- Input material:
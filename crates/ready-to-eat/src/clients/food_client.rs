//! # Food Client
//!
//! Provides a high-level API for interacting with the `Food` actor.

use crate::food_actor::{FoodError, FoodStoreAction, FoodStoreResult};
use crate::model::{FoodCreate, FoodId, FoodItem};
use async_trait::async_trait;
use resource_actor::{ActorClient, FrameworkError, ResourceClient};
use tracing::{debug, instrument};

/// Client for interacting with the Food actor.
#[derive(Clone)]
pub struct FoodClient {
    inner: ResourceClient<FoodItem>,
}

impl FoodClient {
    pub fn new(inner: ResourceClient<FoodItem>) -> Self {
        Self { inner }
    }
}

#[async_trait]
impl ActorClient<FoodItem> for FoodClient {
    type Error = FoodError;

    fn inner(&self) -> &ResourceClient<FoodItem> {
        &self.inner
    }

    fn map_error(e: FrameworkError) -> Self::Error {
        match e {
            FrameworkError::EntityError(inner) => match inner.downcast::<FoodError>() {
                Ok(err) => *err,
                Err(other) => FoodError::ActorCommunicationError(other.to_string()),
            },
            FrameworkError::NotFound(id) => FoodError::NotFound(id),
            other => FoodError::ActorCommunicationError(other.to_string()),
        }
    }
}

impl FoodClient {
    /// Adds a menu item (seed path only).
    #[instrument(skip(self, params))]
    pub async fn create_food(&self, params: FoodCreate) -> Result<FoodId, FoodError> {
        debug!(name = %params.name, "Sending request");
        self.inner.create(params).await.map_err(Self::map_error)
    }

    /// The public menu: available items in id order.
    #[instrument(skip(self))]
    pub async fn list_available(&self) -> Result<Vec<FoodItem>, FoodError> {
        debug!("Sending request");
        let result = self
            .inner
            .perform_store_action(FoodStoreAction::ListAvailable)
            .await
            .map_err(Self::map_error)?;
        let FoodStoreResult::Items(items) = result;
        Ok(items)
    }
}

- Assigned task:
Nothing in the records above may be left out when you repeat them exactly.

- The answer:
filename crates/ready-to-eat/src/clients/food_client.rs
//! # Food Client
//!
//! Provides a high-level API for interacting with the `Food` actor.

use crate::food_actor::{FoodError, FoodStoreAction, FoodStoreResult};
use crate::model::{FoodCreate, FoodId, FoodItem};
use async_trait::async_trait;
use resource_actor::{ActorClient, FrameworkError, ResourceClient};
use tracing::{debug, instrument};

/// Client for interacting with the Food actor.
#[derive(Clone)]
pub struct FoodClient {
    inner: ResourceClient<FoodItem>,
}

impl FoodClient {
    pub fn new(inner: ResourceClient<FoodItem>) -> Self {
        Self { inner }
    }
}

#[async_trait]
impl ActorClient<FoodItem> for FoodClient {
    type Error = FoodError;

    fn inner(&self) -> &ResourceClient<FoodItem> {
        &self.inner
    }

    fn map_error(e: FrameworkError) -> Self::Error {
        match e {
            FrameworkError::EntityError(inner) => match inner.downcast::<FoodError>() {
                Ok(err) => *err,
                Err(other) => FoodError::ActorCommunicationError(other.to_string()),
            },
            FrameworkError::NotFound(id) => FoodError::NotFound(id),
            other => FoodError::ActorCommunicationError(other.to_string()),
        }
    }
}

impl FoodClient {
    /// Adds a menu item (seed path only).
    #[instrument(skip(self, params))]
    pub async fn create_food(&self, params: FoodCreate) -> Result<FoodId, FoodError> {
        debug!(name = %params.name, "Sending request");
        self.inner.create(params).await.map_err(Self::map_error)
    }

    /// The public menu: available items in id order.
    #[instrument(skip(self))]
    pub async fn list_available(&self) -> Result<Vec<FoodItem>, FoodError> {
        debug!("Sending request");
        let result = self
            .inner
            .perform_store_action(FoodStoreAction::ListAvailable)
            .await
            .map_err(Self::map_error)?;
        let FoodStoreResult::Items(items) = result;
        Ok(items)
    }
}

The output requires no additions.